Web-server – NetApp filer as a resilient HTTP/S server

netappresilienceweb-server

I'm an FC SAN kind of guy and although we use NetApp 30xx filers for lots of non-essential storage I'm really no expert.

I have a new requirement for a very resilient (i.e. 3 or 4 '9s') basic static HTTP/S web server that will be shipping out large'ish (2-8GB) files from a directory/pool of around 16-20TB.

There will never be more than about 100 clients and there won't be more than 2-3Gbps of bandwidth between this filer/web-server and these clients so outright performance is not really any issue. My question is therefore, how trustworthy/resilient is a NetApp filer when used purely as a HTTP/S server?

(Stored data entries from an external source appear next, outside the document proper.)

//! Replays recorded exchange messages through the normalizers.
//!
//! Input is one JSON record per line:
//!
//! ```text
//! {"exchange":"bitmex","message":{"op":"subscribe","args":["trade:XBTUSD"]}}
//! ```
//!
//! Files ending in `.gz` are gunzipped first. Every confirmation
//! produces one output line `{"exchange": ..., "filters": [...]}`.

use std::collections::HashSet;
use std::io::{Cursor, Read, Write};
use std::path::Path;

use anyhow::Result;
use flate2::read::GzDecoder;
use log::{debug, warn};
use serde::{Serialize, Deserialize};
use serde_json::Value;
use tokio::io::{AsyncBufRead, AsyncBufReadExt, BufReader};

use crate::{
    exchanges::Exchange,
    metrics::{METRICS, RuntimeMetrics},
    pipeline::{self, NormalizeOutcome},
    schema::CanonicalFilter,
};

/// One recorded line.
#[derive(Debug, Deserialize)]
pub struct RecordedMessage {
    pub exchange: String,
    pub message: Value,
}

/// One output line.
#[derive(Debug, Serialize, Deserialize, Clone, PartialEq, Eq)]
pub struct FilterRecord {
    pub exchange: Exchange,
    pub filters: Vec<CanonicalFilter>,
}

/// Per-run counters (the global `METRICS` accumulate across runs).
#[derive(Debug, Default, Clone, PartialEq, Eq)]
pub struct ReplaySummary {
    pub lines: usize,
    pub confirmations: usize,
    pub filters: usize,
    pub passthrough: usize,
    pub unsupported: usize,
    pub skipped: usize,
    pub malformed: usize,
    pub parse_errors: usize,

    /// 1-based file line numbers of unparseable or malformed records
    pub error_lines: Vec<usize>,
}

pub struct Replayer {
    enabled: HashSet<Exchange>,
    pretty: bool,
}

impl Replayer {
    pub fn new(enabled: impl IntoIterator<Item = Exchange>, pretty: bool) -> Self {
        Self {
            enabled: enabled.into_iter().collect(),
            pretty,
        }
    }

    /// Normalizes a single recorded line.
    ///
    /// `line_no` is the 1-based position in the input, blank lines included.
    /// Never fails: every problem is logged and counted in `summary`.
    pub fn process_line(
        &self,
        line_no: usize,
        line: &str,
        summary: &mut ReplaySummary,
    ) -> Option<FilterRecord> {
        let line = line.trim();
        if line.is_empty() {
            return None;
        }

        summary.lines += 1;
        RuntimeMetrics::incr(&METRICS.messages_seen);

        let recorded: RecordedMessage = match serde_json::from_str(line) {
            Ok(r) => r,
            Err(e) => {
                warn!("unparseable line {}: {}", line_no, e);
                summary.parse_errors += 1;
                summary.error_lines.push(line_no);
                RuntimeMetrics::incr(&METRICS.parse_errors);
                return None;
            }
        };

        let exchange = match recorded.exchange.parse::<Exchange>() {
            Ok(e) if self.enabled.contains(&e) => e,
            Ok(e) => {
                debug!("[{}] disabled, skipping line {}", e, line_no);
                summary.skipped += 1;
                RuntimeMetrics::incr(&METRICS.skipped);
                return None;
            }
            Err(e) => {
                warn!("line {}: {}", line_no, e);
                summary.skipped += 1;
                RuntimeMetrics::incr(&METRICS.skipped);
                return None;
            }
        };

        match pipeline::normalize(exchange, &recorded.message) {
            Ok(NormalizeOutcome::Filters(filters)) => {
                summary.confirmations += 1;
                summary.filters += filters.len();
                RuntimeMetrics::incr(&METRICS.confirmations);
                RuntimeMetrics::add(&METRICS.filters_emitted, filters.len());

                Some(FilterRecord { exchange, filters })
            }
            Ok(NormalizeOutcome::Passthrough) => {
                summary.passthrough += 1;
                RuntimeMetrics::incr(&METRICS.passthrough);
                None
            }
            Ok(NormalizeOutcome::Unsupported) => {
                summary.unsupported += 1;
                RuntimeMetrics::incr(&METRICS.unsupported);
                None
            }
            // already logged by the pipeline
            Err(_) => {
                warn!("line {}: malformed confirmation skipped", line_no);
                summary.malformed += 1;
                summary.error_lines.push(line_no);
                RuntimeMetrics::incr(&METRICS.malformed);
                None
            }
        }
    }

    /// Replays every line of `reader`, writing filter records to `out`.
    pub async fn run<R, W>(&self, reader: R, out: &mut W) -> Result<ReplaySummary>
    where
        R: AsyncBufRead + Unpin,
        W: Write,
    {
        let mut summary = ReplaySummary::default();
        let mut lines = reader.lines();
        let mut line_no = 0;

        while let Some(line) = lines.next_line().await? {
            line_no += 1;
            if let Some(record) = self.process_line(line_no, &line, &mut summary) {
                if self.pretty {
                    serde_json::to_writer_pretty(&mut *out, &record)?;
                } else {
                    serde_json::to_writer(&mut *out, &record)?;
                }
                out.write_all(b"\n")?;
            }
        }

        out.flush()?;
        Ok(summary)
    }

    /// Replays a recording file, gunzipping `.gz` input.
    pub async fn run_file<W: Write>(&self, path: &Path, out: &mut W) -> Result<ReplaySummary> {
        let gzipped = path.extension().is_some_and(|ext| ext == "gz");

        if gzipped {
            let path = path.to_path_buf();
            let text = tokio::task::spawn_blocking(move || -> std::io::Result<Vec<u8>> {
                let file = std::fs::File::open(&path)?;
                let mut text = Vec::new();
                GzDecoder::new(std::io::BufReader::new(file)).read_to_end(&mut text)?;
                Ok(text)
            })
            .await??;

            self.run(BufReader::new(Cursor::new(text)), out).await
        } else {
            let file = tokio::fs::File::open(path).await?;
            self.run(BufReader::new(file), out).await
        }
    }
}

Obviously if I ask NetApp they'll say they can give me the moon on a stick but I'm more interested in real sysadmin usage.

Thanks in advance, feel free to 'comment' me any questions.

Best Answer

While I do have a several NetApp filers unfortunately I don't have any real work experience with using them as http servers.

I certainly agree with Dan Carley in that there are good tools available for tuning\scaling etc with Apache and other mainstream http daemons. You could then NFS mount the shared volume of big files to a load balanced web server cluster.

But I also like kmarsh's option #2 to use the NetApp just for serving big files, that way you can have your choice of front end http daemon which can then serve dynamic pages etc. and the heavy lifting can be done by the NetApp.

From the limited playing around with the NetApp http service that I've done it's certainly not very full featured and seems like it's optimized for such tasks. I'd ask NetApp for some reference customers who you can call who are doing what you are talking about doing. I'm sure your not the first person to want to do this.